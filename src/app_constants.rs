use std::time::Duration;

pub const APP_TITLE: &str = "Tally AI Expert";
pub const MAIN_WINDOW_LABEL: &str = "main";
pub const MAIN_WINDOW_WIDTH: f64 = 1200.0;
pub const MAIN_WINDOW_HEIGHT: f64 = 800.0;

pub const DEFAULT_BACKEND_HOST: &str = "127.0.0.1";
pub const DEFAULT_BACKEND_PORT: u16 = 8501;

pub const BACKEND_URL_ENV: &str = "TALLY_BACKEND_URL";
pub const BACKEND_AUTO_START_ENV: &str = "TALLY_BACKEND_AUTO_START";
pub const BACKEND_CMD_ENV: &str = "TALLY_BACKEND_CMD";
pub const BACKEND_CWD_ENV: &str = "TALLY_BACKEND_CWD";
pub const SOURCE_DIR_ENV: &str = "TALLY_SOURCE_DIR";
pub const PACKAGED_MARKER_ENV: &str = "TALLY_DESKTOP_PACKAGED";
pub const DEV_OVERRIDE_ENV: &str = "TALLY_DESKTOP_DEV";
pub const DESKTOP_LOG_FILTER_ENV: &str = "TALLY_DESKTOP_LOG";

pub const BACKEND_READY_POLL_INTERVAL_ENV: &str = "TALLY_BACKEND_READY_POLL_INTERVAL_MS";
pub const DEFAULT_BACKEND_READY_POLL_INTERVAL_MS: u64 = 1_000;
pub const BACKEND_READY_POLL_INTERVAL_MIN_MS: u64 = 50;
pub const BACKEND_READY_POLL_INTERVAL_MAX_MS: u64 = 10_000;

pub const BACKEND_READY_PROBE_TIMEOUT_ENV: &str = "TALLY_BACKEND_READY_PROBE_TIMEOUT_MS";
pub const DEFAULT_BACKEND_READY_PROBE_TIMEOUT_MS: u64 = 2_000;
pub const BACKEND_READY_PROBE_TIMEOUT_MIN_MS: u64 = 100;
pub const BACKEND_READY_PROBE_TIMEOUT_MAX_MS: u64 = 30_000;

pub const BACKEND_READY_MAX_ATTEMPTS_ENV: &str = "TALLY_BACKEND_READY_MAX_ATTEMPTS";

/// Every n-th failed probe is logged at info level, the rest at debug.
pub const PROBE_FAILURE_LOG_EVERY: u32 = 10;

pub const DEV_ENV_DIR: &str = "tallyenv";
pub const DEV_ENTRY_SCRIPT: &str = "app.py";
pub const PACKAGED_BACKEND_DIR: &str = "dist";
pub const PACKAGED_BACKEND_NAME: &str = "tally-ai-backend";

pub const PACKAGED_ROOT_DIR_NAME: &str = ".tally-expert";
pub const DESKTOP_LOG_FILE: &str = "desktop.log";
pub const DESKTOP_LOG_MAX_BYTES: u64 = 5 * 1024 * 1024;
pub const LOG_BACKUP_COUNT: usize = 5;

pub const MAX_FORWARDED_LINE_BYTES: usize = 16 * 1024;

#[cfg(target_os = "windows")]
pub const CREATE_NO_WINDOW: u32 = 0x0800_0000;

pub const fn default_poll_interval() -> Duration {
    Duration::from_millis(DEFAULT_BACKEND_READY_POLL_INTERVAL_MS)
}

pub const fn default_probe_timeout() -> Duration {
    Duration::from_millis(DEFAULT_BACKEND_READY_PROBE_TIMEOUT_MS)
}
use serde::Serialize;

use crate::backend_readiness::ReadinessState;

/// Snapshot of the backend as seen by the loading page.
#[derive(Debug, Clone, PartialEq, Eq, Serialize)]
#[serde(rename_all = "camelCase")]
pub struct BackendBridgeState {
    pub running: bool,
    pub readiness: ReadinessState,
    pub backend_url: String,
    pub exit_status: Option<String>,
    pub shutting_down: bool,
}

#[cfg(test)]
mod tests {
    use super::*;

    #[test]
    fn exit_status_is_serialized_as_text() {
        let state = BackendBridgeState {
            running: false,
            readiness: ReadinessState::Ready,
            backend_url: "http://127.0.0.1:8501/".to_string(),
            exit_status: Some("exit status: 4".to_string()),
            shutting_down: true,
        };
        let value = serde_json::to_value(&state).unwrap();
        assert_eq!(value["readiness"], "ready");
        assert_eq!(value["exitStatus"], "exit status: 4");
        assert_eq!(value["shuttingDown"], true);
    }
}
use std::{io, sync::Arc};

use crate::supervisor::BackendSupervisor;

/// Chains onto the current panic hook so a crashing shell still kills its backend.
pub fn install_panic_hook(supervisor: Arc<BackendSupervisor>) {
    let previous = std::panic::take_hook();
    std::panic::set_hook(Box::new(move |info| {
        eprintln!("desktop shell panicked: {info}");
        supervisor.terminate_on_panic();
        previous(info);
    }));
}

/// Resolves with the signal name once the process is asked to stop.
#[cfg(unix)]
pub async fn wait_for_termination_signal() -> io::Result<&'static str> {
    use tokio::signal::unix::{signal, SignalKind};

    let mut terminate = signal(SignalKind::terminate())?;
    let mut hangup = signal(SignalKind::hangup())?;
    tokio::select! {
        result = tokio::signal::ctrl_c() => result.map(|()| "SIGINT"),
        _ = terminate.recv() => Ok("SIGTERM"),
        _ = hangup.recv() => Ok("SIGHUP"),
    }
}

#[cfg(not(unix))]
pub async fn wait_for_termination_signal() -> io::Result<&'static str> {
    tokio::signal::ctrl_c().await.map(|()| "Ctrl+C")
}

#[cfg(test)]
mod tests {
    use super::*;
    use crate::{backend_config::EndpointTarget, exit_state::ShutdownTrigger};

    #[test]
    fn panic_hook_marks_supervisor_as_quitting() {
        let supervisor = Arc::new(BackendSupervisor::new(EndpointTarget::default()));
        install_panic_hook(Arc::clone(&supervisor));

        let result = std::thread::spawn(|| panic!("boom")).join();
        let _ = std::panic::take_hook();

        assert!(result.is_err());
        assert!(supervisor.shutdown_requested());
        assert_eq!(supervisor.shutdown_trigger(), Some(ShutdownTrigger::Panic));
    }
}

▶ **Action item**:
Each line above with the word "crate" must be returned.

▶ **Task output**:
use crate::backend_readiness::ReadinessState;
use crate::supervisor::BackendSupervisor;
    use crate::{backend_config::EndpointTarget, exit_state::ShutdownTrigger};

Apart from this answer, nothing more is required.